Temos aí, nessa faixa umbralina, todo um estado anárquico, em que o individualismo se
desborda na hipertrofia da liberdade, sem os constrangimentos benéficos da disciplina, que
nos faz realmente livres pela voluntária sujeição de nossa parte aos dispositivos das Leis de
Deus.
– E por que Deus permite a formação desses quistos gigantescos de perturbação e
desordem? – inquiriu Ernesto, num rasgo de lógica humana.
– Ah! meu amigo – obtemperou o Irmão Cláudio –, sempre que indagamos de nossos
Maiores por que não interfere a divina Providência no campo da inteligência corrompida no
mal, a resposta invariável é que o Criador exige sejam as criaturas deixadas livres para
escolherem o caminho de evolução que melhor lhes pareça, seja uma avenida de estrelas ou
uma vereda de lama. Deus quer que todos os seus filhos tenham a própria individualidade,
creiam nele como possam, conservem as inclinações e gostos mais consentâneos com o seu
modo de ser, trabalhem como e quanto desejem e habitem onde quiserem. Somente exige –
e exige com rigor – que a justiça seja cumprida e respeitada. “A cada um será dado segundo
as suas obras”. Todos receberemos, nas Leis da Vida, o que fizermos, pelo que fizermos,
quanto fizermos e como fizermos. De conformidade com os preceitos divinos, podemos
viver e conviver uns com os outros consoante os padrões de escolha e afetividade que
elejamos; entretanto, em qualquer plano de consciência, do mais inferior ao mais sublime, o
prejuízo ao próximo, a ofensa aos outros, a criminalidade e a ingratidão colhem dolorosos e
inevitáveis reajustes, na pauta dos princípios de causa e efeito que impõem amargas penas
aos infratores. Somos livres para desenvolver as nossas tendências, cultivá-las e aperfeiçoá-
las, mas devemos concordar com os estatutos do bem eterno, cujos artigos e parágrafos
estabelecem sejam feitas e mantidas, no bem de todos e no amparo desinteressado aos
outros, as garantias de nosso próprio bem.

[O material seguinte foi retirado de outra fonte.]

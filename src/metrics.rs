//! Prometheus gauges for the scrape endpoint.
//!
//! [`GaugeState`] keeps the CPU, memory and disk percentages of the most
//! recent `/api/stats` collection in a private registry. Values persist
//! between collections and read zero before the first one.

use prometheus::{Encoder, Gauge, Registry, TextEncoder};

use crate::sampler::Sample;

/// Buffer capacity for metrics encoding.
const BUFFER_CAP: usize = 1024;

/// Last observed host percentages, exposed as Prometheus gauges.
#[derive(Clone)]
pub struct GaugeState {
    registry: Registry,
    cpu: Gauge,
    memory: Gauge,
    disk: Gauge,
}

impl GaugeState {
    /// Creates and registers the three gauges with a fresh registry.
    pub fn new() -> Result<Self, prometheus::Error> {
        let registry = Registry::new();

        let cpu = Gauge::new("container_cpu_percent", "CPU percent")?;
        let memory = Gauge::new("container_memory_percent", "Memory percent")?;
        let disk = Gauge::new("container_disk_percent", "Disk percent")?;

        registry.register(Box::new(cpu.clone()))?;
        registry.register(Box::new(memory.clone()))?;
        registry.register(Box::new(disk.clone()))?;

        Ok(Self {
            registry,
            cpu,
            memory,
            disk,
        })
    }

    /// Overwrites all three gauges. Gauge writes are atomic and cannot fail.
    pub fn record(&self, cpu: f64, memory: f64, disk: f64) {
        self.cpu.set(cpu);
        self.memory.set(memory);
        self.disk.set(disk);
    }

    /// Records the scalar values of a sample.
    pub fn record_sample(&self, sample: &Sample) {
        self.record(
            sample.cpu_percent,
            sample.memory_percent,
            sample.disk_percent,
        );
    }

    /// Current values as (cpu, memory, disk).
    pub fn values(&self) -> (f64, f64, f64) {
        (self.cpu.get(), self.memory.get(), self.disk.get())
    }

    /// Renders the registry in the Prometheus text exposition format.
    pub fn encode(&self) -> Result<String, prometheus::Error> {
        let encoder = TextEncoder::new();
        let metric_families = self.registry.gather();
        let mut buffer = Vec::with_capacity(BUFFER_CAP);
        encoder.encode(&metric_families, &mut buffer)?;
        String::from_utf8(buffer).map_err(|e| prometheus::Error::Msg(e.to_string()))
    }
}

#[cfg(test)]
mod tests {
    use super::*;

    fn value_of(text: &str, name: &str) -> Option<f64> {
        text.lines()
            .find_map(|l| l.strip_prefix(name)?.strip_prefix(' '))
            .and_then(|v| v.trim().parse().ok())
    }

    #[test]
    fn test_gauges_start_at_zero() {
        let gauges = GaugeState::new().unwrap();
        assert_eq!(gauges.values(), (0.0, 0.0, 0.0));

        let text = gauges.encode().unwrap();
        assert_eq!(value_of(&text, "container_cpu_percent"), Some(0.0));
        assert_eq!(value_of(&text, "container_memory_percent"), Some(0.0));
        assert_eq!(value_of(&text, "container_disk_percent"), Some(0.0));
    }

    #[test]
    fn test_record_overwrites() {
        let gauges = GaugeState::new().unwrap();
        gauges.record(10.0, 20.0, 30.0);
        gauges.record(42.5, 63.1, 71.9);
        assert_eq!(gauges.values(), (42.5, 63.1, 71.9));

        let text = gauges.encode().unwrap();
        assert_eq!(value_of(&text, "container_cpu_percent"), Some(42.5));
        assert_eq!(value_of(&text, "container_memory_percent"), Some(63.1));
        assert_eq!(value_of(&text, "container_disk_percent"), Some(71.9));
    }

    #[test]
    fn test_exposition_has_help_and_type() {
        let text = GaugeState::new().unwrap().encode().unwrap();
        assert!(text.contains("# HELP container_cpu_percent CPU percent"));
        assert!(text.contains("# TYPE container_cpu_percent gauge"));
        assert!(text.contains("# HELP container_memory_percent Memory percent"));
        assert!(text.contains("# TYPE container_disk_percent gauge"));
    }

    #[test]
    fn test_clones_share_values() {
        let gauges = GaugeState::new().unwrap();
        let reader = gauges.clone();
        gauges.record(1.0, 2.0, 3.0);
        assert_eq!(reader.values(), (1.0, 2.0, 3.0));
    }
}
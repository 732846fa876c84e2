//! CLI arguments and subcommands for hostmon-exporter.
//!
//! This module defines the command-line interface structure using the clap library,
//! including all flags, options, and subcommands.

use clap::{Parser, Subcommand, ValueEnum};
use std::net::IpAddr;
use std::path::PathBuf;

/// Log level options for CLI parsing
#[derive(Debug, Clone, Copy, ValueEnum)]
pub enum LogLevel {
    Off,
    Error,
    Warn,
    Info,
    Debug,
    Trace,
}

/// Configuration format options for output
#[derive(Debug, Clone, Copy, ValueEnum)]
pub enum ConfigFormat {
    Yaml,
    Json,
    Toml,
}

/// Output format for the `collect` subcommand
#[derive(Debug, Clone, Copy, ValueEnum)]
pub enum SampleFormat {
    Json,
    Yaml,
}

/// Main CLI arguments structure
#[derive(Parser, Debug)]
#[command(
    name = "hostmon-exporter",
    about = "Host resource dashboard with JSON stats and Prometheus gauges",
    long_about = "Host resource dashboard with JSON stats and Prometheus gauges.\n\n\
                  Serves a live dashboard at /, a fresh CPU/memory/disk/network/top-process \
                  sample at /api/stats, and the last sampled percentages at /metrics.",
    version,
    propagate_version = true
)]
pub struct Args {
    #[command(subcommand)]
    pub command: Option<Commands>,

    /// HTTP listen port
    #[arg(short = 'p', long)]
    pub port: Option<u16>,

    /// Bind to specific interface/IP
    #[arg(long)]
    pub bind: Option<IpAddr>,

    /// Log level
    #[arg(long, value_enum, default_value = "info")]
    pub log_level: LogLevel,

    /// Config file (YAML/JSON/TOML)
    #[arg(short = 'c', long)]
    pub config: Option<PathBuf>,

    /// Disable all config file loading
    #[arg(long)]
    pub no_config: bool,

    /// Print effective merged config and exit
    #[arg(long)]
    pub show_config: bool,

    /// Output format for --show-config
    #[arg(long, value_enum, default_value = "yaml")]
    pub config_format: ConfigFormat,

    /// Validate config and exit (return code 1 on error)
    #[arg(long)]
    pub check_config: bool,

    /// Root of the proc filesystem to sample
    #[arg(long)]
    pub proc_root: Option<PathBuf>,

    /// Filesystem path whose usage is reported as disk percent
    #[arg(long)]
    pub disk_path: Option<String>,

    /// Path tried when --disk-path cannot be read
    #[arg(long)]
    pub fallback_disk_path: Option<String>,

    /// Number of processes listed in top_processes
    #[arg(long)]
    pub top_processes: Option<usize>,

    /// Enable TLS/SSL for HTTPS
    #[arg(long)]
    pub enable_tls: bool,

    /// Path to TLS certificate file (PEM format)
    #[arg(long)]
    pub tls_cert: Option<PathBuf>,

    /// Path to TLS private key file (PEM format)
    #[arg(long)]
    pub tls_key: Option<PathBuf>,
}

/// Subcommands for additional functionality
#[derive(Subcommand, Debug)]
pub enum Commands {
    /// Collect samples directly and print them
    Collect {
        /// Number of samples to take
        #[arg(short = 'n', long, default_value_t = 1)]
        iterations: usize,

        /// Output format
        #[arg(long, value_enum, default_value = "json")]
        format: SampleFormat,
    },

    /// Generate configuration files
    Config {
        /// Output file path ("-" for stdout)
        #[arg(short = 'o', long)]
        output: Option<PathBuf>,

        /// Output format
        #[arg(long, value_enum, default_value = "yaml")]
        format: ConfigFormat,
    },
}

Atingindo a orla escura da esquisita povoação, que começava, aqui e além surgiam
criaturas andrajosas e alheadas.
Não se podia afirmar fossem criaturas análogas aos mendigos, de alguma praça
terrena, em penúria. Esse ou aquele habitante do imenso arrabalde davam a ideia de
pessoas que o orgulho ou a indiferença tornavam espiritualmente distantes. De par com
esse gênero de transeuntes, outros apareciam entremostrando ironia e desprezo na mímica
escarnecedora com que apontavam os viajantes ou a estes se dirigiam. Quase todos exibiam
roupas estranhas, cada qual obedecendo às condições e dignidades a que supunham
pertencer.
A uma pergunta desfechada por Fantini – pois Evelina e ele eram os únicos adventícios
na equipe socorrista – Cláudio observou:
– De modo geral, os milhares de irmãos que se abrigam nestas paragens não se aceitam
como são. Habituaram-se de tal maneira às simulações – aliás, muitas vezes, necessárias –
da experiência física, que se declaram ofendidos pela verdade. Viveram, anos e anos, na
esfera carnal, desfrutando essa ou aquela consideração pelos valores de superfície que
exibiam, enfatuados, e não se conformam com a supressão dos enganos e privilégios
imaginários de que se alimentavam... Narcisos fixados à própria imagem na retaguarda...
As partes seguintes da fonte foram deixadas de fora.